(Collected data entries)
//! Virtual joystick: hold and push sideways to spin the listener.

use hx_master::{InputEvent, JoystickState};

use super::input::GuiAction;
use super::{process_actions, GuiState};

const PAD_RADIUS: f32 = 48.0;
const KNOB_RADIUS: f32 = 14.0;

const PAD: [f32; 4] = [0.20, 0.20, 0.24, 1.0];
const PAD_BORDER: [f32; 4] = [0.40, 0.40, 0.48, 1.0];
const KNOB: [f32; 4] = [0.55, 0.75, 0.95, 1.0];

/// Knob deflection shown between frames, normalized to the pad radius.
#[derive(Clone, Copy, Debug, Default)]
pub struct JoystickWidget {
    knob: (f32, f32),
}

/// Normalized deflection of `point` from `center`, clamped to the unit disk.
fn deflection(center: [f32; 2], point: [f32; 2], radius: f32) -> (f32, f32) {
    let x = (point[0] - center[0]) / radius;
    let y = (point[1] - center[1]) / radius;
    let len = (x * x + y * y).sqrt();
    if len > 1.0 {
        (x / len, y / len)
    } else {
        (x, y)
    }
}

pub fn joystick_panel(ui: &imgui::Ui, gui: &mut GuiState) {
    let state = gui
        .controller
        .session()
        .map(|s| (s.orientation().joystick_state(), s.orientation().velocity()));
    match state {
        Some((JoystickState::Idle, _)) | None => ui.text("Joystick: idle"),
        Some((JoystickState::Active, v)) => ui.text(format!("Joystick: {v:+.2}°/tick")),
        Some((JoystickState::Decaying, v)) => ui.text(format!("Joystick: coasting {v:+.2}°/tick")),
    }

    let size = [PAD_RADIUS * 2.0, PAD_RADIUS * 2.0];
    let origin = ui.cursor_screen_pos();
    let center = [origin[0] + PAD_RADIUS, origin[1] + PAD_RADIUS];

    ui.invisible_button("joystick_pad", size);
    let mut actions = Vec::new();
    if ui.is_item_active() {
        let (x, y) = deflection(center, ui.io().mouse_pos, PAD_RADIUS);
        gui.joystick.knob = (x, y);
        actions.push(GuiAction::Input(InputEvent::JoystickMove { x, y }));
    }
    if ui.is_item_deactivated() {
        gui.joystick.knob = (0.0, 0.0);
        actions.push(GuiAction::Input(InputEvent::JoystickRelease));
    }
    process_actions(gui, &actions);

    let draw_list = ui.get_window_draw_list();
    draw_list
        .add_circle(center, PAD_RADIUS, PAD)
        .filled(true)
        .num_segments(48)
        .build();
    draw_list
        .add_circle(center, PAD_RADIUS, PAD_BORDER)
        .num_segments(48)
        .build();
    let (kx, ky) = gui.joystick.knob;
    let travel = PAD_RADIUS - KNOB_RADIUS;
    draw_list
        .add_circle([center[0] + kx * travel, center[1] + ky * travel], KNOB_RADIUS, KNOB)
        .filled(true)
        .build();
}

#[cfg(test)]
mod tests {
    use super::*;

    #[test]
    fn deflection_inside_pad_is_linear() {
        let (x, y) = deflection([100.0, 100.0], [124.0, 88.0], 48.0);
        assert!((x - 0.5).abs() < 1e-6);
        assert!((y + 0.25).abs() < 1e-6);
    }

    #[test]
    fn deflection_clamps_to_unit_disk() {
        let (x, y) = deflection([0.0, 0.0], [300.0, 400.0], 50.0);
        assert!((x - 0.6).abs() < 1e-6);
        assert!((y - 0.8).abs() < 1e-6);
    }
}
//! Desktop front end for hexaphonic: the GL/imgui app and its panels.

pub mod app;
pub mod ui;
//! Window, GL context and imgui renderer around a `GuiState`.
//!
//! `App::frame` is the whole per-frame cadence of the player: feed the audio
//! output, tick the animation frame, then build and draw the UI from the
//! fresh snapshot. The swap interval is tied to the display refresh so
//! held-key and joystick rotation advance at a steady tick rate.
//! Shared by the binary and the headed GUI tests.

use std::num::NonZeroU32;

use glow::HasContext;
use glutin::config::{Config, ConfigTemplateBuilder, GlConfig};
use glutin::context::{ContextApi, ContextAttributesBuilder, PossiblyCurrentContext, Version};
use glutin::display::{GetGlDisplay, GlDisplay};
use glutin::prelude::*;
use glutin::surface::{Surface, SurfaceAttributesBuilder, SwapInterval, WindowSurface};
use glutin_winit::DisplayBuilder;
use imgui_glow_renderer::AutoRenderer;
use imgui_winit_support::{HiDpiMode, WinitPlatform};
use raw_window_handle::HasWindowHandle;
use thiserror::Error;
use tracing::{debug, warn};
use winit::dpi::{LogicalSize, PhysicalSize};
use winit::event::{Event, WindowEvent};
use winit::event_loop::ActiveEventLoop;
use winit::window::{Window, WindowAttributes, WindowId};

use crate::ui::{self, input::GuiAction, GuiState};

/// Matches the map background so resizes don't flash.
const CLEAR: [f32; 3] = [0.12, 0.12, 0.14];
const FONT_PX: f32 = 14.0;

#[derive(Debug, Error)]
pub enum WindowError {
    #[error("window creation failed: {0}")]
    Window(String),
    #[error("GL setup failed: {0}")]
    Gl(String),
    #[error("UI renderer failed: {0}")]
    Renderer(String),
}

fn gl_err(e: impl std::fmt::Display) -> WindowError {
    WindowError::Gl(e.to_string())
}

/// What a window event amounted to.
#[derive(Clone, Copy, Debug, PartialEq, Eq)]
pub enum AppEvent {
    None,
    FrameDrawn,
    CloseRequested,
}

/// Surface and context for one window.
struct Gl {
    window: Window,
    surface: Surface<WindowSurface>,
    context: PossiblyCurrentContext,
}

impl Gl {
    fn open(event_loop: &ActiveEventLoop, size: LogicalSize<f32>) -> Result<(Self, Config), WindowError> {
        let attrs = WindowAttributes::default()
            .with_inner_size(size)
            .with_title("hexaphonic");
        let (window, config) = DisplayBuilder::new()
            .with_window_attributes(Some(attrs))
            .build(event_loop, ConfigTemplateBuilder::new(), |configs| {
                // Called with at least one config. Prefer multisampling for
                // smoother speaker rings.
                configs.max_by_key(|c| c.num_samples()).expect("empty GL config set")
            })
            .map_err(|e| WindowError::Window(e.to_string()))?;
        let window = window.ok_or_else(|| WindowError::Window("no window created".into()))?;

        let handle = window.window_handle().map_err(gl_err)?.as_raw();
        let display = config.display();
        let context_attrs = ContextAttributesBuilder::new()
            .with_context_api(ContextApi::OpenGl(Some(Version::new(3, 3))))
            .build(Some(handle));
        let context = unsafe { display.create_context(&config, &context_attrs) }.map_err(gl_err)?;

        let inner = window.inner_size();
        let surface_attrs = SurfaceAttributesBuilder::<WindowSurface>::new().build(
            handle,
            non_zero(inner.width),
            non_zero(inner.height),
        );
        let surface = unsafe { display.create_window_surface(&config, &surface_attrs) }.map_err(gl_err)?;
        let context = context.make_current(&surface).map_err(gl_err)?;

        if let Err(e) = surface.set_swap_interval(&context, SwapInterval::Wait(NonZeroU32::MIN)) {
            warn!(error = %e, "vsync unavailable; frame rate is unpaced");
        }
        Ok((Self { window, surface, context }, config))
    }

    fn resize(&self, size: PhysicalSize<u32>) {
        if size.width == 0 || size.height == 0 {
            return;
        }
        self.surface
            .resize(&self.context, non_zero(size.width), non_zero(size.height));
    }
}

fn non_zero(v: u32) -> NonZeroU32 {
    NonZeroU32::new(v).unwrap_or(NonZeroU32::MIN)
}

pub struct App {
    gl: Gl,
    imgui: imgui::Context,
    platform: WinitPlatform,
    renderer: AutoRenderer,
    pub gui: GuiState,
}

impl App {
    /// Open a window around `gui`. Call from `resumed()` or test setup.
    pub fn open(
        event_loop: &ActiveEventLoop,
        width: f32,
        height: f32,
        gui: GuiState,
    ) -> Result<Self, WindowError> {
        let (gl, config) = Gl::open(event_loop, LogicalSize::new(width, height))?;

        let mut imgui = imgui::Context::create();
        imgui.set_ini_filename(None);
        imgui.style_mut().use_dark_colors();
        imgui.fonts().add_font(&[imgui::FontSource::DefaultFontData {
            config: Some(imgui::FontConfig {
                size_pixels: FONT_PX,
                ..Default::default()
            }),
        }]);

        let mut platform = WinitPlatform::new(&mut imgui);
        platform.attach_window(imgui.io_mut(), &gl.window, HiDpiMode::Default);

        let display = config.display();
        let gl_ctx = unsafe { glow::Context::from_loader_function_cstr(|s| display.get_proc_address(s)) };
        let renderer = AutoRenderer::new(gl_ctx, &mut imgui)
            .map_err(|e| WindowError::Renderer(e.to_string()))?;

        debug!(width, height, "window open");
        Ok(Self {
            gl,
            imgui,
            platform,
            renderer,
            gui,
        })
    }

    pub fn window(&self) -> &Window {
        &self.gl.window
    }

    /// Route one window event: imgui sees everything, resizes reach the
    /// surface, and a redraw runs a full frame.
    pub fn window_event(&mut self, window_id: WindowId, event: WindowEvent) -> Result<AppEvent, WindowError> {
        let forwarded: Event<()> = Event::WindowEvent {
            window_id,
            event: event.clone(),
        };
        self.platform
            .handle_event(self.imgui.io_mut(), &self.gl.window, &forwarded);

        match event {
            WindowEvent::CloseRequested => {
                self.gui.controller.stop();
                Ok(AppEvent::CloseRequested)
            }
            WindowEvent::Resized(size) => {
                self.gl.resize(size);
                Ok(AppEvent::None)
            }
            WindowEvent::RedrawRequested => {
                self.frame()?;
                Ok(AppEvent::FrameDrawn)
            }
            _ => Ok(AppEvent::None),
        }
    }

    /// One frame: pump audio, advance rotation, then draw the UI from the
    /// snapshot that produced.
    pub fn frame(&mut self) -> Result<(), WindowError> {
        self.gui.begin_frame();

        self.platform
            .prepare_frame(self.imgui.io_mut(), &self.gl.window)
            .map_err(|e| WindowError::Window(e.to_string()))?;
        let ui = self.imgui.new_frame();
        ui::build_ui(ui, &mut self.gui);
        self.platform.prepare_render(ui, &self.gl.window);
        let draw_data = self.imgui.render();

        unsafe {
            let gl = self.renderer.gl_context();
            gl.clear_color(CLEAR[0], CLEAR[1], CLEAR[2], 1.0);
            gl.clear(glow::COLOR_BUFFER_BIT);
        }
        self.renderer
            .render(draw_data)
            .map_err(|e| WindowError::Renderer(e.to_string()))?;
        self.gl.surface.swap_buffers(&self.gl.context).map_err(gl_err)
    }

    /// Apply actions through the same path as keyboard and pointer input.
    pub fn inject_actions(&mut self, actions: &[GuiAction]) {
        ui::process_actions(&mut self.gui, actions);
    }

    /// Current framebuffer as top-down RGBA rows.
    pub fn capture_pixels(&self) -> (Vec<u8>, u32, u32) {
        let PhysicalSize { width, height } = self.gl.window.inner_size();
        let mut pixels = vec![0u8; width as usize * height as usize * 4];
        unsafe {
            self.renderer.gl_context().read_pixels(
                0,
                0,
                width as i32,
                height as i32,
                glow::RGBA,
                glow::UNSIGNED_BYTE,
                glow::PixelPackData::Slice(&mut pixels),
            );
        }
        flip_rows(&mut pixels, width as usize * 4);
        (pixels, width, height)
    }

    #[cfg(feature = "test-harness")]
    pub fn screenshot(&self, path: &std::path::Path) -> std::io::Result<()> {
        let (pixels, width, height) = self.capture_pixels();
        if let Some(dir) = path.parent() {
            std::fs::create_dir_all(dir)?;
        }
        let file = std::io::BufWriter::new(std::fs::File::create(path)?);
        let mut encoder = png::Encoder::new(file, width, height);
        encoder.set_color(png::ColorType::Rgba);
        encoder.set_depth(png::BitDepth::Eight);
        encoder.write_header()?.write_image_data(&pixels)?;
        Ok(())
    }
}

/// GL reads bottom-up; swap rows in place.
fn flip_rows(pixels: &mut [u8], row_bytes: usize) {
    if row_bytes == 0 {
        return;
    }
    let rows = pixels.len() / row_bytes;
    let (top, bottom) = pixels.split_at_mut(rows / 2 * row_bytes);
    let bottom = &mut bottom[(rows % 2) * row_bytes..];
    for (upper, lower) in top
        .chunks_exact_mut(row_bytes)
        .zip(bottom.chunks_exact_mut(row_bytes).rev())
    {
        upper.swap_with_slice(lower);
    }
}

## Your objective
Only the lines from the beginning of the entries through the line bearing "const PAD: [f32;" should be returned, each exactly as written.

## Your response
//! Virtual joystick: hold and push sideways to spin the listener.

use hx_master::{InputEvent, JoystickState};

use super::input::GuiAction;
use super::{process_actions, GuiState};

const PAD_RADIUS: f32 = 48.0;
const KNOB_RADIUS: f32 = 14.0;

const PAD: [f32; 4] = [0.20, 0.20, 0.24, 1.0];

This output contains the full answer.